━━━━━ DATA PROVIDED ━━━━━

use serde::{Deserialize, Serialize};

use super::domain::{ConfidenceLevel, Pillar, PillarScores};
use super::verdict::VerdictStatus;

#[derive(Debug, Clone, Copy, PartialEq, Eq, Hash, Serialize, Deserialize)]
#[serde(rename_all = "snake_case")]
pub enum RankMode {
    Balanced,
    DemandFirst,
    TrustFirst,
    EconomicsFirst,
}

impl RankMode {
    pub const fn as_str(self) -> &'static str {
        match self {
            Self::Balanced => "balanced",
            Self::DemandFirst => "demand_first",
            Self::TrustFirst => "trust_first",
            Self::EconomicsFirst => "economics_first",
        }
    }
}

#[derive(Debug, Clone, Copy, PartialEq, Eq, Hash, Default, Serialize, Deserialize)]
#[serde(rename_all = "snake_case")]
pub enum BucketStrategy {
    Conservative,
    #[default]
    Balanced,
    Aggressive,
}

#[derive(Debug, Clone, Copy, PartialEq, Eq, Hash, Serialize, Deserialize)]
#[serde(rename_all = "snake_case")]
pub enum PrimaryRoute {
    TestFirst,
    Avoid,
    Improve,
    Approve,
}

/// Why a RED product should be avoided; drives which alternatives to surface.
#[derive(Debug, Clone, Copy, PartialEq, Eq, Hash, Serialize, Deserialize)]
#[serde(rename_all = "snake_case")]
pub enum AvoidCause {
    Merchant,
    Demand,
    Economics,
    Multiple,
}

impl AvoidCause {
    fn rank_mode(self) -> RankMode {
        match self {
            Self::Merchant => RankMode::TrustFirst,
            Self::Demand => RankMode::DemandFirst,
            Self::Economics => RankMode::EconomicsFirst,
            Self::Multiple => RankMode::Balanced,
        }
    }

    fn from_pillar(pillar: Pillar) -> Self {
        match pillar {
            Pillar::ProductViability => Self::Demand,
            Pillar::OfferMerchant => Self::Merchant,
            Pillar::Economics => Self::Economics,
        }
    }
}

#[derive(Debug, Clone, PartialEq, Serialize, Deserialize)]
pub struct IntentRouterInput {
    pub verdict: VerdictStatus,
    pub scores: PillarScores,
    pub confidence: ConfidenceLevel,
    pub coverage: f32,
    #[serde(default)]
    pub hard_stop_flags: Vec<String>,
}

#[derive(Debug, Clone, PartialEq, Serialize, Deserialize)]
pub struct IntentRouterOutput {
    pub primary_route: PrimaryRoute,
    pub rank_mode: RankMode,
    pub bucket_strategy: BucketStrategy,
    pub show_trending: bool,
    pub suppress_winner: bool,
    pub banner: Option<String>,
    pub reason: String,
}

/// Pillar weights consumed by the alternatives ranker.
#[derive(Debug, Clone, Copy, PartialEq, Serialize, Deserialize)]
pub struct RankWeights {
    pub product_viability: f32,
    pub offer_merchant: f32,
    pub economics: f32,
    pub trend: f32,
    pub coverage: f32,
    pub risk_penalty: f32,
}

pub fn weights_for_mode(mode: RankMode) -> RankWeights {
    match mode {
        RankMode::Balanced => RankWeights {
            product_viability: 0.30,
            offer_merchant: 0.30,
            economics: 0.25,
            trend: 0.05,
            coverage: 0.10,
            risk_penalty: 0.15,
        },
        RankMode::DemandFirst => RankWeights {
            product_viability: 0.55,
            offer_merchant: 0.20,
            economics: 0.15,
            trend: 0.05,
            coverage: 0.05,
            risk_penalty: 0.10,
        },
        RankMode::TrustFirst => RankWeights {
            product_viability: 0.20,
            offer_merchant: 0.55,
            economics: 0.15,
            trend: 0.0,
            coverage: 0.10,
            risk_penalty: 0.25,
        },
        RankMode::EconomicsFirst => RankWeights {
            product_viability: 0.20,
            offer_merchant: 0.20,
            economics: 0.50,
            trend: 0.05,
            coverage: 0.05,
            risk_penalty: 0.10,
        },
    }
}

/// Weakest pillar; ties resolve in product, merchant, economics order.
pub fn weakest_pillar(scores: &PillarScores) -> (Pillar, f32) {
    scores.weakest()
}

pub fn rank_mode_from_weakest_pillar(scores: &PillarScores) -> RankMode {
    let (pillar, score) = weakest_pillar(scores);
    if score >= 50.0 {
        return RankMode::Balanced;
    }
    match pillar {
        Pillar::ProductViability => RankMode::DemandFirst,
        Pillar::OfferMerchant => RankMode::TrustFirst,
        Pillar::Economics => RankMode::EconomicsFirst,
    }
}

const MERCHANT_FLAG_MARKERS: &[&str] = &["MERCHANT"];
const DEMAND_FLAG_MARKERS: &[&str] = &["DEMAND", "PRODUCT_PAGE", "OUT_OF_STOCK"];
const ECONOMICS_FLAG_MARKERS: &[&str] = &["ECONOMICS", "COMMISSION", "AFFILIATE"];

pub fn avoid_cause(scores: &PillarScores, hard_stop_flags: &[String]) -> AvoidCause {
    let flagged = |markers: &[&str]| {
        hard_stop_flags.iter().any(|flag| {
            let flag = flag.to_ascii_uppercase();
            markers.iter().any(|marker| flag.contains(marker))
        })
    };

    if flagged(MERCHANT_FLAG_MARKERS) {
        return AvoidCause::Merchant;
    }
    if flagged(DEMAND_FLAG_MARKERS) {
        return AvoidCause::Demand;
    }
    if flagged(ECONOMICS_FLAG_MARKERS) {
        return AvoidCause::Economics;
    }

    let (pillar, score) = weakest_pillar(scores);
    if score < 35.0 {
        return AvoidCause::from_pillar(pillar);
    }
    if scores.count_below(50.0) >= 2 {
        return AvoidCause::Multiple;
    }
    AvoidCause::from_pillar(pillar)
}

pub fn show_trending(input: &IntentRouterInput) -> bool {
    input.coverage >= 0.6
        && matches!(input.confidence, ConfidenceLevel::Med | ConfidenceLevel::High)
        && input.verdict != VerdictStatus::Red
}

/// Choose ranking mode and presentation for the alternatives of one verdict.
pub fn route_intent(input: &IntentRouterInput) -> IntentRouterOutput {
    let show_trending = show_trending(input);
    let (weakest, weakest_score) = weakest_pillar(&input.scores);

    if input.verdict == VerdictStatus::TestFirst || input.confidence == ConfidenceLevel::Low {
        let suppress_winner = input.coverage < 0.4;
        return IntentRouterOutput {
            primary_route: PrimaryRoute::TestFirst,
            rank_mode: rank_mode_from_weakest_pillar(&input.scores),
            bucket_strategy: BucketStrategy::Conservative,
            show_trending,
            suppress_winner,
            banner: Some(
                "Not enough evidence yet. Start with a small test before scaling.".to_string(),
            ),
            reason: format!(
                "{} confidence with {:.0}% data coverage",
                input.confidence.label(),
                input.coverage * 100.0
            ),
        };
    }

    match input.verdict {
        VerdictStatus::Red => {
            let cause = avoid_cause(&input.scores, &input.hard_stop_flags);
            let banner = match cause {
                AvoidCause::Merchant => {
                    "This merchant carries serious risk. Safer brands are listed below."
                }
                AvoidCause::Demand => {
                    "Demand for this product looks weak. Proven sellers are listed below."
                }
                AvoidCause::Economics => {
                    "The payout on this offer is poor. Better-paying options are listed below."
                }
                AvoidCause::Multiple => {
                    "Several signals are weak. Balanced alternatives are listed below."
                }
            };
            IntentRouterOutput {
                primary_route: PrimaryRoute::Avoid,
                rank_mode: cause.rank_mode(),
                bucket_strategy: BucketStrategy::Balanced,
                show_trending,
                suppress_winner: false,
                banner: Some(banner.to_string()),
                reason: format!("avoid: {cause:?} risk").to_lowercase(),
            }
        }
        VerdictStatus::Yellow => IntentRouterOutput {
            primary_route: PrimaryRoute::Improve,
            rank_mode: rank_mode_from_weakest_pillar(&input.scores),
            bucket_strategy: BucketStrategy::Balanced,
            show_trending,
            suppress_winner: false,
            banner: Some(format!(
                "Promising, but {} is holding it back. Compare these alternatives.",
                weakest.label().to_lowercase()
            )),
            reason: format!(
                "weakest pillar {} at {:.0}",
                weakest.label().to_lowercase(),
                weakest_score
            ),
        },
        VerdictStatus::Green | VerdictStatus::TestFirst => IntentRouterOutput {
            primary_route: PrimaryRoute::Approve,
            rank_mode: RankMode::Balanced,
            bucket_strategy: BucketStrategy::Balanced,
            show_trending,
            suppress_winner: false,
            banner: None,
            reason: "all pillars clear the approval bar".to_string(),
        },
    }
}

━━━━━

| EXERCISE DIRECTIONS |
How many lines in the records above contain the string "PillarScores"? State the number and nothing more.

| EXERCISE SOLUTION |
5